Shift to the left

Published

I understand that in a shift to the left we have immature WBC but why it is called "shift to the left"?

Thanks!!

sophtheorn

2 Posts

Imagine a family standing in a line by age. The toddler to the far left. To the right of them is the preschooler, then school aged child, teenager, and finally adult. This is the same sort of "line" wbc are in. When you shift to the left, you are shifting from the adult "mature" wbc. To the "immature" ones. Remember that only the mature wbc are effective in fighting infection. Hope that helps!

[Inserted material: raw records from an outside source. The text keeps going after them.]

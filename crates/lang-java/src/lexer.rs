//! Java lexer for the outlining grammar, built on logos.
//!
//! Structural keywords, modifiers, and primitives get their own tokens;
//! statement-level keywords lex as identifiers because the outline parser
//! scans method bodies as balanced blocks and never needs to distinguish
//! them. Comments and whitespace are trivia. Bytes no rule matches become
//! lex errors, not aborts.

use logos::Logos;

use treeline_core::{ParseError, Span};

#[derive(Logos, Debug, Clone, Copy, PartialEq, Eq)]
#[logos(skip r"[ \t\r\n\u{000C}]+")]
#[logos(skip r"//[^\n]*")]
#[logos(skip r"/\*[^*]*\*+(?:[^/*][^*]*\*+)*/")]
pub(crate) enum JavaToken {
    #[token("package")]
    Package,
    #[token("import")]
    Import,
    #[token("class")]
    Class,
    #[token("interface")]
    Interface,
    #[token("enum")]
    Enum,
    #[token("record")]
    Record,
    #[token("extends")]
    Extends,
    #[token("implements")]
    Implements,
    #[token("permits")]
    Permits,
    #[token("throws")]
    Throws,
    #[token("new")]
    New,
    #[token("void")]
    Void,

    #[token("public")]
    Public,
    #[token("protected")]
    Protected,
    #[token("private")]
    Private,
    #[token("static")]
    Static,
    #[token("final")]
    Final,
    #[token("abstract")]
    Abstract,
    #[token("native")]
    Native,
    #[token("synchronized")]
    Synchronized,
    #[token("transient")]
    Transient,
    #[token("volatile")]
    Volatile,
    #[token("strictfp")]
    Strictfp,
    #[token("sealed")]
    Sealed,
    #[token("default")]
    Default,

    #[regex(r"int|long|short|byte|char|boolean|float|double", priority = 3)]
    Primitive,

    #[regex(r"[A-Za-z_$][A-Za-z0-9_$]*")]
    Ident,

    #[regex(r"0[xX][0-9a-fA-F_]+[lL]?|[0-9][0-9_]*\.?[0-9_]*(?:[eE][+-]?[0-9]+)?[fFdDlL]?")]
    Number,

    #[regex(r#""(?:[^"\\\n]|\\.)*""#)]
    Str,

    #[regex(r"'(?:[^'\\\n]|\\.)*'")]
    Chr,

    #[token("{")]
    LBrace,
    #[token("}")]
    RBrace,
    #[token("(")]
    LParen,
    #[token(")")]
    RParen,
    #[token("[")]
    LBracket,
    #[token("]")]
    RBracket,
    #[token(";")]
    Semi,
    #[token(",")]
    Comma,
    #[token("...")]
    Ellipsis,
    #[token(".")]
    Dot,
    #[token("@")]
    At,
    #[token("=")]
    Eq,
    #[token("<")]
    Lt,
    #[token(">")]
    Gt,
    #[token("?")]
    Question,
    #[token(":")]
    Colon,
    #[token("::")]
    ColonColon,
    #[token("->")]
    Arrow,

    /// Everything arithmetic/logical; the outline grammar treats these all
    /// alike. `=`, `<`, `>` stay separate because fields and generics need
    /// them.
    #[regex(r"[+\-*/%!&|^~]+")]
    Operator,
}

impl JavaToken {
    pub(crate) fn name(&self) -> &'static str {
        match self {
            JavaToken::Package => "package",
            JavaToken::Import => "import",
            JavaToken::Class => "class",
            JavaToken::Interface => "interface",
            JavaToken::Enum => "enum",
            JavaToken::Record => "record",
            JavaToken::Extends => "extends",
            JavaToken::Implements => "implements",
            JavaToken::Permits => "permits",
            JavaToken::Throws => "throws",
            JavaToken::New => "new",
            JavaToken::Void => "void",
            JavaToken::Public => "public",
            JavaToken::Protected => "protected",
            JavaToken::Private => "private",
            JavaToken::Static => "static",
            JavaToken::Final => "final",
            JavaToken::Abstract => "abstract",
            JavaToken::Native => "native",
            JavaToken::Synchronized => "synchronized",
            JavaToken::Transient => "transient",
            JavaToken::Volatile => "volatile",
            JavaToken::Strictfp => "strictfp",
            JavaToken::Sealed => "sealed",
            JavaToken::Default => "default",
            JavaToken::Primitive => "primitive",
            JavaToken::Ident => "identifier",
            JavaToken::Number => "number",
            JavaToken::Str => "string",
            JavaToken::Chr => "char",
            JavaToken::LBrace => "{",
            JavaToken::RBrace => "}",
            JavaToken::LParen => "(",
            JavaToken::RParen => ")",
            JavaToken::LBracket => "[",
            JavaToken::RBracket => "]",
            JavaToken::Semi => ";",
            JavaToken::Comma => ",",
            JavaToken::Ellipsis => "...",
            JavaToken::Dot => ".",
            JavaToken::At => "@",
            JavaToken::Eq => "=",
            JavaToken::Lt => "<",
            JavaToken::Gt => ">",
            JavaToken::Question => "?",
            JavaToken::Colon => ":",
            JavaToken::ColonColon => "::",
            JavaToken::Arrow => "->",
            JavaToken::Operator => "operator",
        }
    }

    /// True for tokens that may open a member/type declaration; recovery
    /// resynchronizes on these.
    pub(crate) fn is_declaration_start(&self) -> bool {
        matches!(
            self,
            JavaToken::Package
                | JavaToken::Import
                | JavaToken::Class
                | JavaToken::Interface
                | JavaToken::Enum
                | JavaToken::Record
                | JavaToken::Public
                | JavaToken::Protected
                | JavaToken::Private
                | JavaToken::Static
                | JavaToken::Final
                | JavaToken::Abstract
                | JavaToken::At
        )
    }

    pub(crate) fn is_modifier(&self) -> bool {
        matches!(
            self,
            JavaToken::Public
                | JavaToken::Protected
                | JavaToken::Private
                | JavaToken::Static
                | JavaToken::Final
                | JavaToken::Abstract
                | JavaToken::Native
                | JavaToken::Synchronized
                | JavaToken::Transient
                | JavaToken::Volatile
                | JavaToken::Strictfp
                | JavaToken::Sealed
                | JavaToken::Default
        )
    }
}

pub(crate) struct Lexed {
    pub tokens: Vec<(JavaToken, Span)>,
    pub errors: Vec<ParseError>,
}

pub(crate) fn lex(text: &str) -> Lexed {
    let mut lexer = JavaToken::lexer(text);
    let mut tokens = Vec::new();
    let mut errors = Vec::new();
    while let Some(result) = lexer.next() {
        let range = lexer.span();
        let span = Span::new(range.start, range.end);
        match result {
            Ok(token) => tokens.push((token, span)),
            Err(()) => errors.push(ParseError::new(
                span,
                format!("unexpected character `{}`", &text[range]),
            )),
        }
    }
    Lexed { tokens, errors }
}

Specializes in NICU, ICU, PICU, Academia. Has 46 years experience.

Actually, the term 'left shift' derives from the days when blood was looked at under a microscope to do the cell counts. There were columns in which the lab tech or physician (all residents used to learn to do this) recorded by tally marks the number of each type of cell counted in a grid superimposed over a blood smear. The less mature cells were in the farthest left columns. Thus, a 'left shift' when you viewed the completed count. True story- ask an older physician! (or nurse)

gikg

259 Posts

It makes sense. Thank you!!

PacesFerryBSN

55 Posts

Specializes in ICU, PROGRESSIVE CARE. Has 5 years experience.

Thanks, always wondered that too.

allnurses Guide

BostonFNP, APRN

3 Articles; 5,581 Posts

Specializes in Adult Internal Medicine. Has 12 years experience.

Labs reports always list a dif in order: bands, neuts, eos, baso, lymphs, monos that sum to 100.

An increase in bands is a literal shift of that % to the left of the paper.